L’image acquiert également une place essentielle
dans le livre, par exemple dans l’un des livres les plus souvent
publiés au XVIIe siècle, le De imitatio Christi de Thomas a Kempis
(1427). Les multiples traductions sont abondamment illustrées de
gravures explicites ; parfois, cet ouvrage est placé au centre de
tableaux représentant des natures mortes aux coquillages.
L’interprétation de ces derniers paraît aisée : le monde extérieur (les
coquillages), offert à la vaine jouissance et aux vanités, doit être
abandonné pour le monde intérieur. Toutefois, le livre spirituel ne
permet pas d’opposer de façon aussi caricaturale le monde extérieur et
le monde intérieur, dans la mesure où, placé au centre du tableau, il
suggère une méditation globale étendue à l’ensemble des objets
présents, à leur sens et aux raisons de leur présentation simultanée,
le but ultime étant de parvenir à la transformation du croyant, celle
du spectateur-dévot en un fidèle modelé à l’image du Christ.

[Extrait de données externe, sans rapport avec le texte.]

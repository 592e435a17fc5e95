//! Logic composite: the composition core. `LogicX` combines any mix of
//! specification children under a single boolean connector across all three
//! capabilities; `Not` negates a single child.


use crate::{
    candidate::Candidate,
    context::QueryContext,
    error::SpecError,
    traits::{Filter, QueryModifier, Satisfiable, Specification},
};
use serde::{Deserialize, Serialize};

///
/// Connector
///
/// Boolean combination rule, fixed at construction. `name()` is the
/// collaborator-protocol combinator name dispatched through
/// `ExpressionBuilder::combine`.
///

#[derive(Clone, Copy, Debug, Eq, PartialEq, Serialize, Deserialize)]
pub enum Connector {
    And,
    Or,
}

impl Connector {
    #[must_use]
    pub const fn name(self) -> &'static str {
        match self {
            Self::And => "andX",
            Self::Or => "orX",
        }
    }
}

///
/// LogicX
///
/// Composite over an ordered, append-only sequence of children. Child order
/// is insertion order: it fixes fragment argument order and short-circuit
/// evaluation order, and it is the side-effect order for modifier children.
///
/// A child lacking a capability is skipped for that pass. Skipping is the
/// intentional gap for in-memory evaluation: query-only predicates have no
/// in-memory meaning and are treated as vacuously true.
///

pub struct LogicX {
    connector: Connector,
    children: Vec<Box<dyn Specification>>,
}

impl LogicX {
    #[must_use]
    pub fn new(connector: Connector, children: Vec<Box<dyn Specification>>) -> Self {
        let mut node = Self {
            connector,
            children: Vec::with_capacity(children.len()),
        };

        for child in children {
            node.append(child);
        }

        node
    }

    #[must_use]
    pub fn and_x(children: Vec<Box<dyn Specification>>) -> Self {
        Self::new(Connector::And, children)
    }

    #[must_use]
    pub fn or_x(children: Vec<Box<dyn Specification>>) -> Self {
        Self::new(Connector::Or, children)
    }

    #[must_use]
    pub const fn connector(&self) -> Connector {
        self.connector
    }

    #[must_use]
    pub fn len(&self) -> usize {
        self.children.len()
    }

    #[must_use]
    pub fn is_empty(&self) -> bool {
        self.children.is_empty()
    }

    // Extension point for variadic constructors; not public, so trees cannot
    // mutate after construction.
    pub(crate) fn append(&mut self, child: Box<dyn Specification>) {
        self.children.push(child);
    }
}

impl Specification for LogicX {
    fn as_filter(&self) -> Option<&dyn Filter> {
        Some(self)
    }

    fn as_modifier(&self) -> Option<&dyn QueryModifier> {
        Some(self)
    }

    fn as_satisfiable(&self) -> Option<&dyn Satisfiable> {
        Some(self)
    }
}

impl Filter for LogicX {
    fn render(&self, qc: &mut dyn QueryContext, alias: &str) -> Result<String, SpecError> {
        let mut fragments = Vec::new();
        for child in &self.children {
            if let Some(filter) = child.as_filter() {
                let fragment = filter.render(qc, alias)?;
                if !fragment.is_empty() {
                    fragments.push(fragment);
                }
            }
        }

        // No usable fragments means no predicate contributed, not an error.
        // The outer builder treats the absent fragment as "no constraint",
        // which is an AND-identity but not an OR-identity; the asymmetry is
        // deliberate.
        if fragments.is_empty() {
            return Ok(String::new());
        }

        let expr = qc.expr();
        expr.combine(self.connector.name(), &fragments)
            .ok_or_else(|| SpecError::Configuration {
                builder: expr.name().to_string(),
                combinator: self.connector.name().to_string(),
            })
    }
}

impl QueryModifier for LogicX {
    fn apply(&self, qc: &mut dyn QueryContext, alias: &str) -> Result<(), SpecError> {
        // Mutations never short-circuit and are independent of the render
        // pass.
        for child in &self.children {
            if let Some(modifier) = child.as_modifier() {
                modifier.apply(qc, alias)?;
            }
        }

        Ok(())
    }
}

impl Satisfiable for LogicX {
    fn is_satisfied_by(&self, candidate: &dyn Candidate) -> bool {
        match self.connector {
            Connector::And => self
                .children
                .iter()
                .filter_map(|child| child.as_satisfiable())
                .all(|child| child.is_satisfied_by(candidate)),
            Connector::Or => {
                // Zero satisfiable children is the identity element (true)
                // for both connectors, so Or must track whether any were
                // seen.
                let mut seen = false;
                for child in &self.children {
                    if let Some(child) = child.as_satisfiable() {
                        seen = true;
                        if child.is_satisfied_by(candidate) {
                            return true;
                        }
                    }
                }

                !seen
            }
        }
    }
}

///
/// Not
///
/// Negation over exactly one child. There is no modifier capability:
/// negating a mutation is meaningless.
///

pub struct Not {
    inner: Box<dyn Specification>,
}

impl Not {
    #[must_use]
    pub fn new(inner: Box<dyn Specification>) -> Self {
        Self { inner }
    }
}

impl Specification for Not {
    fn as_filter(&self) -> Option<&dyn Filter> {
        Some(self)
    }

    fn as_satisfiable(&self) -> Option<&dyn Satisfiable> {
        Some(self)
    }
}

impl Filter for Not {
    fn render(&self, qc: &mut dyn QueryContext, alias: &str) -> Result<String, SpecError> {
        let fragment = match self.inner.as_filter() {
            Some(filter) => filter.render(qc, alias)?,
            None => String::new(),
        };

        // An empty child fragment renders empty: nothing to negate.
        if fragment.is_empty() {
            return Ok(String::new());
        }

        Ok(qc.expr().not(&fragment))
    }
}

impl Satisfiable for Not {
    fn is_satisfied_by(&self, candidate: &dyn Candidate) -> bool {
        // The skip rule applies before negation: a query-only child has no
        // in-memory meaning to negate, so the node is vacuously true.
        match self.inner.as_satisfiable() {
            Some(inner) => !inner.is_satisfied_by(candidate),
            None => true,
        }
    }
}

///
/// and_x! / or_x!
///
/// Variadic composite constructors; each argument is boxed in order.
///

#[macro_export]
macro_rules! and_x {
    ($($child:expr),* $(,)?) => {
        $crate::logic::LogicX::and_x(vec![
            $(Box::new($child) as Box<dyn $crate::traits::Specification>,)*
        ])
    };
}

#[macro_export]
macro_rules! or_x {
    ($($child:expr),* $(,)?) => {
        $crate::logic::LogicX::or_x(vec![
            $(Box::new($child) as Box<dyn $crate::traits::Specification>,)*
        ])
    };
}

L’intégration de la gravure dans un livre spirituel (« intégration
forte » lorsque l’ouvrage découpe le récit en scènes distinctes, «
faible » en cas de scène unique dans le livre) marque une évolution
majeure dans l’histoire de l’édition selon Frédéric Cousinié. Elle est
ménagée par quelques articles préparatoires, éventuellement une
citation latine des Écritures, et suivie de quelques lignes
explicatives qui légendent l’image pour les simples fidèles afin de
révéler les dimensions référentielles (dénotatives), sémantiques
(connotatives), expressives (émotives), phatiques (de contacts) et
pragmatiques de l’image. L’image revêt donc, dans ce contexte, des
fonctions rhétoriques, didactiques, ornementales et spirituelles, par
exemple Les Tableaux Sacrez de Louis Richeome : ce dernier parle d’«
image triple » (« de pinceau, de parole & de signification »),
expression à laquelle l’auteur préfère celle de « méta-image ».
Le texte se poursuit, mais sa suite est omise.